One long-term issue that will still need to be faced – even after rain once again starts falling – is how to handle weakened or lost forages.

Before you start to replant any pastures, give some thought to how you might use this opportunity to improve your ability to withstand future droughts.

The first question you may want to ask yourself is: How did my pasture wind up in this condition? It may have been in poor shape going into the drought due to past management, but it also might be that you are asking a cool-season pasture (tall fescue or orchardgrass) to do something for which it is not well-suited.

Cool-season pastures are an essential part of Mid-South forage systems but they will not produce well in hot and especially dry weather.

Over-reliance on cool-season pastures in warm weather can lead to further weakening of stands and perhaps a complete loss of the grass.

If your drought-stricken pasture is on a poor site with thin or coarse-textured soils, cool-season grasses may have been a poor match to the site to begin with and are not a good choice for reseeding.

Instead of simply going back to cool-season grasses, consider using a drought-tolerant grass in any pasture you reseed.

By using drought-tolerant forages, you can reduce the likelihood that you will have to feed hay in future summers and that you will have to re-establish the same pasture again in just a few years.

Here are a few key points to consider as you evaluate reseeding options.

• Think perennials
The best tool for dealing with summer droughts is to establish a perennial summer grass. Perennials do not have the annual expense of reseeding or the risk of establishment failure each year. Perennials are also much cheaper in the long run (30 to 40 percent cheaper per ton of hay produced).

• Consider natives
Native grasses, such as switchgrass, big bluestem and eastern gamagrass, are all warm-season perennials and handle dry weather remarkably well.

These natives are the same species that thrive in the semi-arid Great Plains and make up a large proportion of that region’s forage.

• Make drought-tolerant species a priority
Native grasses, such as big bluestem, have been documented to grow roots to depths of 10 feet or more where bedrock is not limiting.

Switchgrass, another native, produces almost four times the root biomass as tall fescue within the first year after planting.

Over 10 years, studies have shown that switchgrass will produce about five tons per acre of root mass within the first 12 inches of the soil horizon.

Such root systems, common to all of these tall-growing natives, make these the most drought-tolerant forage grasses that grow in the Mid-South.
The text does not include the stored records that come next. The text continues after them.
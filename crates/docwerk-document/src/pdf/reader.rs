// SPDX-License-Identifier: PMPL-1.0-or-later
// Copyright (c) 2026 Jonathan D.A. Jewell (hyperpolymath) <jonathan.jewell@open.ac.uk>
//
// PDF reader: open and inspect existing PDF documents using the `lopdf` crate.
// Answers every structural question triage asks (pages, encryption, fonts,
// images, attachments, tagging) plus embedded text extraction.

use std::collections::BTreeSet;
use std::path::Path;

use chrono::{DateTime, Utc};
use docwerk_core::error::{DocwerkError, Result};
use docwerk_core::types::{DocumentMetadata, FontInfo, PageRange};
use lopdf::{Dictionary, Document, Object};
use tracing::{debug, info, instrument, warn};

/// Descriptor keys that hold an embedded font program.
const FONT_PROGRAM_KEYS: [&[u8]; 3] = [b"FontFile", b"FontFile2", b"FontFile3"];

/// Read-only view over a parsed PDF.
pub struct PdfReader {
    document: Document,
}

impl PdfReader {
    // -- Construction ---------------------------------------------------------

    /// Open a PDF from the filesystem.
    #[instrument(skip_all, fields(path = %path.as_ref().display()))]
    pub fn open(path: impl AsRef<Path>) -> Result<Self> {
        let path_ref = path.as_ref();
        if !path_ref.exists() {
            return Err(DocwerkError::NotFound(path_ref.to_path_buf()));
        }
        info!("Opening PDF: {}", path_ref.display());

        let document = Document::load(path_ref).map_err(|err| {
            DocwerkError::Pdf(format!("failed to open {}: {}", path_ref.display(), err))
        })?;

        debug!(pages = document.get_pages().len(), "PDF loaded");

        Ok(Self { document })
    }

    #[cfg(test)]
    pub(crate) fn from_document(document: Document) -> Self {
        Self { document }
    }

    // -- Inspection -----------------------------------------------------------

    /// Number of pages in the document.
    pub fn page_count(&self) -> u32 {
        self.document.get_pages().len() as u32
    }

    /// Whether the trailer still carries an encryption dictionary.
    pub fn is_encrypted(&self) -> bool {
        self.document.trailer.get(b"Encrypt").is_ok()
    }

    /// Header version, e.g. "1.7".
    pub fn version(&self) -> &str {
        &self.document.version
    }

    /// `/Title` from the document information dictionary.
    pub fn title(&self) -> Option<String> {
        let info = self
            .document
            .trailer
            .get(b"Info")
            .ok()
            .and_then(|obj| self.resolve_dict(obj))?;
        match self.resolve(info.get(b"Title").ok()?) {
            Object::String(bytes, _) => {
                let title = decode_text_string(bytes);
                let trimmed = title.trim();
                (!trimmed.is_empty()).then(|| trimmed.to_string())
            }
            _ => None,
        }
    }

    /// Fonts referenced anywhere in the document, deduplicated by name.
    ///
    /// Type0 wrappers are skipped: their descendant CID font carries the
    /// descriptor and is listed instead.
    pub fn fonts(&self) -> Vec<FontInfo> {
        let mut seen = BTreeSet::new();
        let mut fonts = Vec::new();

        for object in self.document.objects.values() {
            let Object::Dictionary(dict) = object else {
                continue;
            };
            if name_of(dict, b"Type") != Some(b"Font".as_slice()) {
                continue;
            }
            let font_type = name_of(dict, b"Subtype")
                .map(|name| String::from_utf8_lossy(name).into_owned())
                .unwrap_or_else(|| "Unknown".to_string());
            if font_type == "Type0" {
                continue;
            }
            let Some(base_font) = name_of(dict, b"BaseFont") else {
                continue;
            };
            let name = String::from_utf8_lossy(base_font).into_owned();
            if !seen.insert(name.clone()) {
                continue;
            }

            // Type3 glyphs are drawn by content streams inside the font dict.
            let embedded = font_type == "Type3" || self.has_font_program(dict);
            let subset = is_subset_name(&name);
            fonts.push(FontInfo {
                name,
                font_type,
                embedded,
                subset,
            });
        }

        debug!(count = fonts.len(), "Fonts listed");
        fonts
    }

    /// Whether any image XObject exists.
    pub fn has_images(&self) -> bool {
        self.document.objects.values().any(|object| match object {
            Object::Stream(stream) => name_of(&stream.dict, b"Subtype") == Some(b"Image".as_slice()),
            _ => false,
        })
    }

    /// Names of files in the `/EmbeddedFiles` name tree.
    pub fn attachments(&self) -> Vec<String> {
        let mut names = Vec::new();
        let tree = self
            .document
            .catalog()
            .ok()
            .and_then(|catalog| catalog.get(b"Names").ok())
            .and_then(|obj| self.resolve_dict(obj))
            .and_then(|names_dict| names_dict.get(b"EmbeddedFiles").ok())
            .and_then(|obj| self.resolve_dict(obj));
        if let Some(tree) = tree {
            self.collect_name_tree(tree, &mut names, 0);
        }
        names
    }

    /// Tagged documents mark themselves in `/MarkInfo` or carry a structure tree.
    pub fn is_tagged(&self) -> bool {
        let Ok(catalog) = self.document.catalog() else {
            return false;
        };
        let marked = catalog
            .get(b"MarkInfo")
            .ok()
            .and_then(|obj| self.resolve_dict(obj))
            .and_then(|mark_info| mark_info.get(b"Marked").ok())
            .and_then(|marked| marked.as_bool().ok())
            .unwrap_or(false);
        marked || catalog.has(b"StructTreeRoot")
    }

    // -- Extraction -----------------------------------------------------------

    /// Embedded text of the pages in `range` (1-indexed, inclusive), or of
    /// the whole document. Pages beyond the end are ignored.
    #[instrument(skip(self))]
    pub fn extract_text(&self, range: Option<PageRange>) -> Result<String> {
        let page_numbers: Vec<u32> = self
            .document
            .get_pages()
            .keys()
            .copied()
            .filter(|page| range.is_none_or(|range| range.contains(*page)))
            .collect();
        if page_numbers.is_empty() {
            return Ok(String::new());
        }

        let text = self
            .document
            .extract_text(&page_numbers)
            .map_err(|err| DocwerkError::Pdf(format!("text extraction failed: {}", err)))?;
        debug!(pages = page_numbers.len(), chars = text.len(), "Text extracted");
        Ok(text)
    }

    /// Raw content of every DCT-encoded image stream, in object order.
    pub fn jpeg_images(&self) -> Vec<Vec<u8>> {
        self.document
            .objects
            .values()
            .filter_map(|object| match object {
                Object::Stream(stream)
                    if name_of(&stream.dict, b"Subtype") == Some(b"Image".as_slice())
                        && is_dct(&stream.dict) =>
                {
                    Some(stream.content.clone())
                }
                _ => None,
            })
            .collect()
    }

    // -- Helpers --------------------------------------------------------------

    /// Follow a single indirect reference; anything else is returned as-is.
    fn resolve<'a>(&'a self, object: &'a Object) -> &'a Object {
        match object {
            Object::Reference(id) => self.document.get_object(*id).unwrap_or(object),
            other => other,
        }
    }

    fn resolve_dict<'a>(&'a self, object: &'a Object) -> Option<&'a Dictionary> {
        match self.resolve(object) {
            Object::Dictionary(dict) => Some(dict),
            _ => None,
        }
    }

    fn has_font_program(&self, font: &Dictionary) -> bool {
        let descriptor = font
            .get(b"FontDescriptor")
            .ok()
            .and_then(|obj| self.resolve_dict(obj));
        match descriptor {
            Some(descriptor) => FONT_PROGRAM_KEYS.iter().any(|key| descriptor.has(key)),
            None => false,
        }
    }

    fn collect_name_tree(&self, node: &Dictionary, out: &mut Vec<String>, depth: usize) {
        // Malformed trees can loop.
        if depth > 32 {
            warn!("Embedded file name tree too deep, stopping");
            return;
        }
        if let Ok(Object::Array(pairs)) = node.get(b"Names").map(|obj| self.resolve(obj)) {
            for key in pairs.iter().step_by(2) {
                if let Object::String(bytes, _) = self.resolve(key) {
                    out.push(decode_text_string(bytes));
                }
            }
        }
        if let Ok(Object::Array(kids)) = node.get(b"Kids").map(|obj| self.resolve(obj)) {
            for kid in kids {
                if let Some(kid) = self.resolve_dict(kid) {
                    self.collect_name_tree(kid, out, depth + 1);
                }
            }
        }
    }
}

// -- Metadata -----------------------------------------------------------------

/// Build [`DocumentMetadata`] for `path`.
///
/// Missing files are `NotFound`. A file that lopdf cannot parse is reported
/// as corrupted, unless its bytes mention an encryption dictionary, in which
/// case it is reported as encrypted with zero readable pages.
#[instrument(skip_all, fields(path = %path.display()))]
pub fn read_metadata(path: &Path) -> Result<DocumentMetadata> {
    let fs_meta = std::fs::metadata(path).map_err(|err| {
        if err.kind() == std::io::ErrorKind::NotFound {
            DocwerkError::NotFound(path.to_path_buf())
        } else {
            DocwerkError::Io(err)
        }
    })?;

    let modified_at = fs_meta
        .modified()
        .map(DateTime::<Utc>::from)
        .unwrap_or_else(|_| Utc::now());
    let created_at = fs_meta
        .created()
        .map(DateTime::<Utc>::from)
        .unwrap_or(modified_at);

    let mut metadata = DocumentMetadata {
        path: path.to_path_buf(),
        size_bytes: fs_meta.len(),
        page_count: 0,
        created_at,
        modified_at,
        is_encrypted: false,
        is_corrupted: false,
        title: None,
        pdf_version: None,
    };

    match Document::load(path) {
        Ok(document) => {
            let reader = PdfReader { document };
            metadata.page_count = reader.page_count();
            metadata.is_encrypted = reader.is_encrypted();
            metadata.title = reader.title();
            metadata.pdf_version = Some(reader.version().to_string());
            debug!(
                pages = metadata.page_count,
                encrypted = metadata.is_encrypted,
                "Metadata read"
            );
        }
        Err(err) => {
            let bytes = std::fs::read(path)?;
            if mentions_encryption(&bytes) {
                warn!(%err, "PDF did not load and declares encryption");
                metadata.is_encrypted = true;
            } else {
                warn!(%err, "PDF could not be parsed, marking corrupted");
                metadata.is_corrupted = true;
            }
        }
    }

    Ok(metadata)
}

fn mentions_encryption(bytes: &[u8]) -> bool {
    bytes.windows(b"/Encrypt".len()).any(|window| window == b"/Encrypt")
}

/// Name value stored directly under `key`.
fn name_of<'a>(dict: &'a Dictionary, key: &[u8]) -> Option<&'a [u8]> {
    match dict.get(key) {
        Ok(Object::Name(name)) => Some(name.as_slice()),
        _ => None,
    }
}

/// Whether the stream's only (or last) filter is DCTDecode.
pub(crate) fn is_dct(dict: &Dictionary) -> bool {
    match dict.get(b"Filter") {
        Ok(Object::Name(name)) => name == b"DCTDecode",
        Ok(Object::Array(filters)) => {
            filters.len() == 1 && matches!(&filters[0], Object::Name(name) if name == b"DCTDecode")
        }
        _ => false,
    }
}

/// Subset fonts are prefixed with six uppercase letters and a plus sign.
fn is_subset_name(name: &str) -> bool {
    let bytes = name.as_bytes();
    bytes.len() > 7 && bytes[6] == b'+' && bytes[..6].iter().all(u8::is_ascii_uppercase)
}

/// Decode a PDF text string: UTF-16BE when it starts with a byte-order
/// mark, otherwise one byte per character.
fn decode_text_string(bytes: &[u8]) -> String {
    match bytes {
        [0xFE, 0xFF, rest @ ..] => {
            let units: Vec<u16> = rest
                .chunks_exact(2)
                .map(|pair| u16::from_be_bytes([pair[0], pair[1]]))
                .collect();
            String::from_utf16_lossy(&units)
        }
        _ => bytes.iter().map(|&byte| byte as char).collect(),
    }
}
• Natives produce quality summer forage
Recent research at the University of Tennessee has demonstrated that cattle do well on these grasses during summer months, commonly posting gains of between 1.5 and 2.0 pounds per day on steers.

Bred heifers typically gain between 1.0 and 1.5 pounds daily on these grasses. Blends of big bluestem and indiangrass provide better daily gains but switchgrass and gamagrass can support heavier stocking rates.
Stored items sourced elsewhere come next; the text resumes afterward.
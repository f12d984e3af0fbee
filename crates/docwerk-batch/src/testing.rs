// SPDX-License-Identifier: PMPL-1.0-or-later
// Copyright (c) 2026 Jonathan D.A. Jewell (hyperpolymath) <jonathan.jewell@open.ac.uk>
//
// Scripted toolkit for orchestration tests.
//
// Each registered document is a real file on disk (so `can_process` holds)
// whose behaviour is scripted: page text, encryption, failures, panics and
// artificial latency. In-flight counters let tests check the concurrency cap.

use std::collections::HashMap;
use std::path::{Path, PathBuf};
use std::sync::atomic::{AtomicUsize, Ordering};
use std::time::Duration;

use chrono::Utc;
use docwerk_core::CancelSignal;
use docwerk_core::error::{DocwerkError, Result};
use docwerk_core::traits::{
    DocumentCompressor, DocumentInspector, DocumentToolkit, EditableDocumentWriter, MetadataReader,
    TextExtractor,
};
use docwerk_core::types::{DocumentMetadata, FontInfo, PageRange, QualityProfile};
use docwerk_document::DocxWriter;
use lopdf::content::{Content, Operation};
use lopdf::{Document, Object, Stream, dictionary};

/// Behaviour of one scripted document.
#[derive(Debug, Clone)]
pub(crate) struct FakeDocument {
    pub pages: u32,
    /// Text returned for every page.
    pub page_text: String,
    pub encrypted: bool,
    pub corrupted: bool,
    pub has_images: bool,
    /// `None` makes the fallback fail.
    pub fallback_text: Option<String>,
    pub fonts: Vec<FontInfo>,
    pub tagged: Option<bool>,
    pub fail_extract: bool,
    pub panic_on_extract: bool,
    /// Latency of each extraction and compression call.
    pub delay: Duration,
    /// Cancel this signal from inside the first extraction call.
    pub cancel_during_extract: Option<CancelSignal>,
}

impl FakeDocument {
    /// A healthy document with `pages` pages of usable text.
    pub fn text(pages: u32) -> Self {
        Self {
            pages,
            page_text: "The committee reviewed the annual figures in detail. ".repeat(4),
            encrypted: false,
            corrupted: false,
            has_images: false,
            fallback_text: None,
            fonts: Vec::new(),
            tagged: Some(true),
            fail_extract: false,
            panic_on_extract: false,
            delay: Duration::ZERO,
            cancel_during_extract: None,
        }
    }

    /// Image-only pages with no embedded text.
    pub fn scanned(pages: u32) -> Self {
        Self {
            page_text: String::new(),
            has_images: true,
            fallback_text: Some("Recognised text from the scanned page images.".into()),
            ..Self::text(pages)
        }
    }

    pub fn encrypted() -> Self {
        Self {
            encrypted: true,
            ..Self::text(1)
        }
    }

    pub fn delayed(mut self, delay: Duration) -> Self {
        self.delay = delay;
        self
    }
}

#[derive(Default)]
pub(crate) struct FakeToolkit {
    documents: HashMap<PathBuf, FakeDocument>,
    writer: DocxWriter,
    in_flight: AtomicUsize,
    max_in_flight: AtomicUsize,
    extract_calls: AtomicUsize,
    fallback_calls: AtomicUsize,
    write_calls: AtomicUsize,
    no_fallback: bool,
}

impl FakeToolkit {
    pub fn new() -> Self {
        Self::default()
    }

    /// Report the fallback extractor as unavailable.
    pub fn without_fallback(mut self) -> Self {
        self.no_fallback = true;
        self
    }

    /// Create `dir/name` on disk and script its behaviour.
    pub fn add(&mut self, dir: &Path, name: &str, document: FakeDocument) -> PathBuf {
        let path = dir.join(name);
        std::fs::write(&path, vec![b'%'; 2048]).expect("write fake document");
        self.documents.insert(path.clone(), document);
        path
    }

    pub fn max_in_flight(&self) -> usize {
        self.max_in_flight.load(Ordering::SeqCst)
    }

    pub fn extract_calls(&self) -> usize {
        self.extract_calls.load(Ordering::SeqCst)
    }

    pub fn fallback_calls(&self) -> usize {
        self.fallback_calls.load(Ordering::SeqCst)
    }

    pub fn write_calls(&self) -> usize {
        self.write_calls.load(Ordering::SeqCst)
    }

    fn document(&self, path: &Path) -> Result<&FakeDocument> {
        self.documents
            .get(path)
            .filter(|_| path.exists())
            .ok_or_else(|| DocwerkError::NotFound(path.to_path_buf()))
    }

    /// Simulate a slow backend call while tracking concurrency.
    fn busy(&self, delay: Duration) {
        let now = self.in_flight.fetch_add(1, Ordering::SeqCst) + 1;
        self.max_in_flight.fetch_max(now, Ordering::SeqCst);
        if !delay.is_zero() {
            std::thread::sleep(delay);
        }
        self.in_flight.fetch_sub(1, Ordering::SeqCst);
    }
}

impl DocumentToolkit for FakeToolkit {
    fn toolkit_name(&self) -> &str {
        "fake"
    }
}

impl MetadataReader for FakeToolkit {
    fn read_metadata(&self, path: &Path) -> Result<DocumentMetadata> {
        let document = self.document(path)?;
        let size_bytes = std::fs::metadata(path)?.len();
        Ok(DocumentMetadata {
            path: path.to_path_buf(),
            size_bytes,
            page_count: document.pages,
            created_at: Utc::now(),
            modified_at: Utc::now(),
            is_encrypted: document.encrypted,
            is_corrupted: document.corrupted,
            title: Some("Fake document".into()),
            pdf_version: Some("1.7".into()),
        })
    }
}

impl TextExtractor for FakeToolkit {
    fn extract_primary_text(&self, path: &Path, pages: Option<PageRange>) -> Result<String> {
        let document = self.document(path)?;
        self.extract_calls.fetch_add(1, Ordering::SeqCst);
        if let Some(signal) = &document.cancel_during_extract {
            signal.cancel();
        }
        if document.panic_on_extract {
            panic!("scripted extraction panic");
        }
        self.busy(document.delay);
        if document.fail_extract {
            return Err(DocwerkError::Pdf("scripted extraction failure".into()));
        }

        let range = pages.unwrap_or(PageRange::new(1, document.pages));
        let end = range.end.min(document.pages);
        let mut text = String::new();
        for _ in range.start..=end {
            text.push_str(&document.page_text);
            text.push_str("\n\n");
        }
        Ok(text)
    }

    fn fallback_available(&self) -> bool {
        !self.no_fallback
    }

    fn extract_fallback_text(&self, path: &Path, cancel: &CancelSignal) -> Result<String> {
        let document = self.document(path)?;
        self.fallback_calls.fetch_add(1, Ordering::SeqCst);
        cancel.check()?;
        document.fallback_text.clone().ok_or_else(|| DocwerkError::Backend {
            tool: "ocr".into(),
            detail: "scripted fallback failure".into(),
        })
    }
}

impl DocumentInspector for FakeToolkit {
    fn detect_images(&self, path: &Path) -> Result<bool> {
        Ok(self.document(path)?.has_images)
    }

    fn list_attachments(&self, path: &Path) -> Result<Vec<String>> {
        self.document(path)?;
        Ok(Vec::new())
    }

    fn list_fonts(&self, path: &Path) -> Result<Vec<FontInfo>> {
        Ok(self.document(path)?.fonts.clone())
    }

    fn is_tagged(&self, path: &Path) -> Result<Option<bool>> {
        Ok(self.document(path)?.tagged)
    }
}

impl EditableDocumentWriter for FakeToolkit {
    fn write_editable_document(
        &self,
        output: &Path,
        title: Option<&str>,
        paragraphs: &[String],
    ) -> Result<()> {
        self.write_calls.fetch_add(1, Ordering::SeqCst);
        self.writer.write(output, title, paragraphs)
    }
}

impl DocumentCompressor for FakeToolkit {
    fn compress_document(
        &self,
        input: &Path,
        output: &Path,
        _profile: &QualityProfile,
    ) -> Result<()> {
        let document = self.document(input)?;
        self.busy(document.delay);
        let bytes = std::fs::read(input)?;
        std::fs::write(output, &bytes[..bytes.len() / 2])?;
        Ok(())
    }
}

/// Write a real one-page PDF showing `text` in Helvetica, for tests that run
/// the local toolkit end to end.
pub(crate) fn write_text_pdf(path: &Path, text: &str) {
    let mut doc = Document::with_version("1.5");
    let pages_id = doc.new_object_id();
    let font_id = doc.add_object(dictionary! {
        "Type" => "Font",
        "Subtype" => "Type1",
        "BaseFont" => "Helvetica",
        "Encoding" => "WinAnsiEncoding",
    });
    let content = Content {
        operations: vec![
            Operation::new("BT", vec![]),
            Operation::new("Tf", vec!["F1".into(), 12.into()]),
            Operation::new("Td", vec![72.into(), 770.into()]),
            Operation::new("Tj", vec![Object::string_literal(text)]),
            Operation::new("ET", vec![]),
        ],
    };
    let content_id = doc.add_object(Stream::new(
        dictionary! {},
        content.encode().expect("encode page content"),
    ));
    let page_id = doc.add_object(dictionary! {
        "Type" => "Page",
        "Parent" => pages_id,
        "Contents" => content_id,
        "Resources" => dictionary! { "Font" => dictionary! { "F1" => font_id } },
        "MediaBox" => vec![0.into(), 0.into(), 595.into(), 842.into()],
    });
    doc.objects.insert(
        pages_id,
        Object::Dictionary(dictionary! {
            "Type" => "Pages",
            "Kids" => vec![Object::Reference(page_id)],
            "Count" => 1,
        }),
    );
    let catalog_id = doc.add_object(dictionary! {
        "Type" => "Catalog",
        "Pages" => pages_id,
    });
    doc.trailer.set("Root", catalog_id);
    doc.save(path).expect("save PDF");
}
• Natives require more management
Native grasses, in part because of their deep root systems, can take a full year before you can begin grazing them, and are not fully mature until the third year.

Once established, they require closer management than short-growing grasses, with maintaining adequate canopy height a key concern.

• Natives last many years
Studies and experience in the region have shown that with proper management, native grasses can last for 15 years and beyond – ample time to pay off the initial investment (especially when reduced inputs that natives require are factored in).

• How much forage is enough?
Studies have indicated that about 30 percent warm-season forages may be an appropriate level – perhaps more farther south and less farther north.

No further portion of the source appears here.